**Task item**
Without further comment, state how many lines in the listing below contain the word "derive".
(Given records)
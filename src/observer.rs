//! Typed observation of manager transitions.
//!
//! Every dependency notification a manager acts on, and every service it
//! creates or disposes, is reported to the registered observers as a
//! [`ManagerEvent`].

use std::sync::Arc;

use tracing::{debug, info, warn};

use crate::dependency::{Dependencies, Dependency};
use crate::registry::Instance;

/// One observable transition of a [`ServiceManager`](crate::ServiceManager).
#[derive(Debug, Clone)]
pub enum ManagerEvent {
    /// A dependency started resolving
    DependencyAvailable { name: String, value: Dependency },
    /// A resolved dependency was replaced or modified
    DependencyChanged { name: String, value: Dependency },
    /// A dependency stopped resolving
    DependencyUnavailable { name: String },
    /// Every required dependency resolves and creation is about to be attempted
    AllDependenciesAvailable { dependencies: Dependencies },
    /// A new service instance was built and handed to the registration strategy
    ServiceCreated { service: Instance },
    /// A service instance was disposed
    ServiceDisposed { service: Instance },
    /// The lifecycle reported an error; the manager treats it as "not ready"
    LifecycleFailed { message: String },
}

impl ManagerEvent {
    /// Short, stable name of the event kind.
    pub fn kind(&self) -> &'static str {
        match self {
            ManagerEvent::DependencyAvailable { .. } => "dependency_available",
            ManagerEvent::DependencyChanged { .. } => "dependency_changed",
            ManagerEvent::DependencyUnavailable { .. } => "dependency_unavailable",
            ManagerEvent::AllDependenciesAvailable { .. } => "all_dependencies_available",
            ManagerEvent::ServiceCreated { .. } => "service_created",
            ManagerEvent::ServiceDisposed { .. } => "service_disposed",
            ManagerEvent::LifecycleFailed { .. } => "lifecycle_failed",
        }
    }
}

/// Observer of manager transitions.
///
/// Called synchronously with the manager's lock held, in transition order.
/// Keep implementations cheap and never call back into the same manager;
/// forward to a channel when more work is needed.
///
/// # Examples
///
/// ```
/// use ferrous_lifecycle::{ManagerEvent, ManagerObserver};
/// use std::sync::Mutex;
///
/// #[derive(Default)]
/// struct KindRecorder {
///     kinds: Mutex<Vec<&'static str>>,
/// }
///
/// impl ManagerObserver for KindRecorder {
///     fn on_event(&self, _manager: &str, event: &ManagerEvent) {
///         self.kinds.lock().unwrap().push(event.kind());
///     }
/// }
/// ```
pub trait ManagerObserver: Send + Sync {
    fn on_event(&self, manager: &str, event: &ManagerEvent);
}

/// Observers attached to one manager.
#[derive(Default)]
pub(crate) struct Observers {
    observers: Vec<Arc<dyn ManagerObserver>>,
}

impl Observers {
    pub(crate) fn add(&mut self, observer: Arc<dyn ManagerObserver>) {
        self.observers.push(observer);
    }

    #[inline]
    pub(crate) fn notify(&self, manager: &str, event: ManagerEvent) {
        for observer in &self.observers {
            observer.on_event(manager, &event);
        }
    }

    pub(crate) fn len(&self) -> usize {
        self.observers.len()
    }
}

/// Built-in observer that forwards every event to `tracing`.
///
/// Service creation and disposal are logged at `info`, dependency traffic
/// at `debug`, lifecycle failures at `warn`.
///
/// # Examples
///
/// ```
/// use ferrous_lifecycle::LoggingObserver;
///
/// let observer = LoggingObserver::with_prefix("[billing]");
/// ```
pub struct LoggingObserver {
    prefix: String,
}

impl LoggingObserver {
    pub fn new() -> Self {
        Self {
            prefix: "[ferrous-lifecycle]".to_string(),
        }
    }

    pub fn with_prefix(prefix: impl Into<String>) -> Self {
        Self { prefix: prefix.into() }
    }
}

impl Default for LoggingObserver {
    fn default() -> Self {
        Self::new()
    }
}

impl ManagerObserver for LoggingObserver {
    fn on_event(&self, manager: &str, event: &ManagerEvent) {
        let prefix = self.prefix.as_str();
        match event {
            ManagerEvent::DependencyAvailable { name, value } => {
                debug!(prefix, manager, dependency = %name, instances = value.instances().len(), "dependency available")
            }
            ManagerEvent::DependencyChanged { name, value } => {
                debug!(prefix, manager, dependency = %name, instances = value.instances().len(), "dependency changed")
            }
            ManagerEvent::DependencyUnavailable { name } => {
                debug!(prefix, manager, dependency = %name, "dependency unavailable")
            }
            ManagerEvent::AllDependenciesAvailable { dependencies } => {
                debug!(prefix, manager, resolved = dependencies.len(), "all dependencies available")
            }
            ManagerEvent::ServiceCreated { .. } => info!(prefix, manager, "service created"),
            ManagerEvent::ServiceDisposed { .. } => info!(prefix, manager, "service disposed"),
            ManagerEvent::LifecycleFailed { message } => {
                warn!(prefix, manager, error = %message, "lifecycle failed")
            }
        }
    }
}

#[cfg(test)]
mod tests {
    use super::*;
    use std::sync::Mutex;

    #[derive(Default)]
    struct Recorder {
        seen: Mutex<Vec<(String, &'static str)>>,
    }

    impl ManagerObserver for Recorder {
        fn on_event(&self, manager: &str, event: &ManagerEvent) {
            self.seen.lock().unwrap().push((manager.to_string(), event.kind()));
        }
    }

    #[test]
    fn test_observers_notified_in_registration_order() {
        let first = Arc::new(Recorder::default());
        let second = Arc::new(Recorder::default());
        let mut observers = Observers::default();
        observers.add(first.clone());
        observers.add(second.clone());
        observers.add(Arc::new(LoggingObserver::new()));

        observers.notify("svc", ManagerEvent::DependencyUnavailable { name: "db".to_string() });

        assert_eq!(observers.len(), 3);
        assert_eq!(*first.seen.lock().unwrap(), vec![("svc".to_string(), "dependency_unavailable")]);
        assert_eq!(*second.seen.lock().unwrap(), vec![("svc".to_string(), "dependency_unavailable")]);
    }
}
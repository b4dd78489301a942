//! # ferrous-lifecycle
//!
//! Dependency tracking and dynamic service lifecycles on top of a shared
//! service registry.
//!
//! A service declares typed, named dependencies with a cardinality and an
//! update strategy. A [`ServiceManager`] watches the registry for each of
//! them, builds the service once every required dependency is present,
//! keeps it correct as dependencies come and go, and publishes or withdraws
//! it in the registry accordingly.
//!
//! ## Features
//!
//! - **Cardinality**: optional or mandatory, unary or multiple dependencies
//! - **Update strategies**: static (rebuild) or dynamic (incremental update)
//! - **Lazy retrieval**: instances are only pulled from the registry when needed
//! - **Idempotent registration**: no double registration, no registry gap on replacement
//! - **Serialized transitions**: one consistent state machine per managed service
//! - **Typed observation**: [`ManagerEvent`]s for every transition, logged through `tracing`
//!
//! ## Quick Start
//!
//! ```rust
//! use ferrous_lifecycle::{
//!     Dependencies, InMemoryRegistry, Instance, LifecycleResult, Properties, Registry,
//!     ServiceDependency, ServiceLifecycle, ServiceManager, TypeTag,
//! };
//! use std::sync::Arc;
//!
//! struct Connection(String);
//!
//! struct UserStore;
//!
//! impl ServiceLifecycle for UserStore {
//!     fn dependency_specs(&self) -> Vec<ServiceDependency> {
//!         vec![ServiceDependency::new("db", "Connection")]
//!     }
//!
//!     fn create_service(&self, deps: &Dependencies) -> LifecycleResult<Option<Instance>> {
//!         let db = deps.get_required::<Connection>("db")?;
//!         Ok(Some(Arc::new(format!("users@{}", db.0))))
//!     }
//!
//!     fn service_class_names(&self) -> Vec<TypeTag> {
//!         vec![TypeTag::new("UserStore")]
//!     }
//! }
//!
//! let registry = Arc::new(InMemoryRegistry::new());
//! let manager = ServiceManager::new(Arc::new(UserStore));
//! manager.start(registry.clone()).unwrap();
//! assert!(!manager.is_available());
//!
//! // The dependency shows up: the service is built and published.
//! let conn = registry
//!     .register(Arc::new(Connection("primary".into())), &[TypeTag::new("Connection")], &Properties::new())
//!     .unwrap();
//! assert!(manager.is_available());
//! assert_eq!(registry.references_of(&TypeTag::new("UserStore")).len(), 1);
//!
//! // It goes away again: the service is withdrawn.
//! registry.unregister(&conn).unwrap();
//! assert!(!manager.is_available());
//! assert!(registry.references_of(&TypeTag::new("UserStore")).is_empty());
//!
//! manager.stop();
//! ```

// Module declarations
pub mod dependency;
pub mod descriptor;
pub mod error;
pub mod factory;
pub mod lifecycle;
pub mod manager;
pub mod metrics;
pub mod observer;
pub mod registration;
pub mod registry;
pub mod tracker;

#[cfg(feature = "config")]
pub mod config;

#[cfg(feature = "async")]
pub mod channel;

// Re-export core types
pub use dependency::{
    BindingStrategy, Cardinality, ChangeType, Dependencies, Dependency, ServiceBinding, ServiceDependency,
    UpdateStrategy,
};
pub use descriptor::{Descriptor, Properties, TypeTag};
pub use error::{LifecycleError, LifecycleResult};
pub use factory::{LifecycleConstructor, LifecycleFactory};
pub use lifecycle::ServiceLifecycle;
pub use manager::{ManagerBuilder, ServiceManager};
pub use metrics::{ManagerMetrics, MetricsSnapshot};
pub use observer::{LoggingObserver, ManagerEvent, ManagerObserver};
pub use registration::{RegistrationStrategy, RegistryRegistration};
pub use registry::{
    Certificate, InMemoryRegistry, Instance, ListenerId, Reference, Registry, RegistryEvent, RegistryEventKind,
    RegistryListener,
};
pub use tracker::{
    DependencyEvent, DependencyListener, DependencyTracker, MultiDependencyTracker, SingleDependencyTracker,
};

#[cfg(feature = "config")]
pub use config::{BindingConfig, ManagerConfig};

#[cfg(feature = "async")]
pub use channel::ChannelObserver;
(End Given records)
**Task answer**
4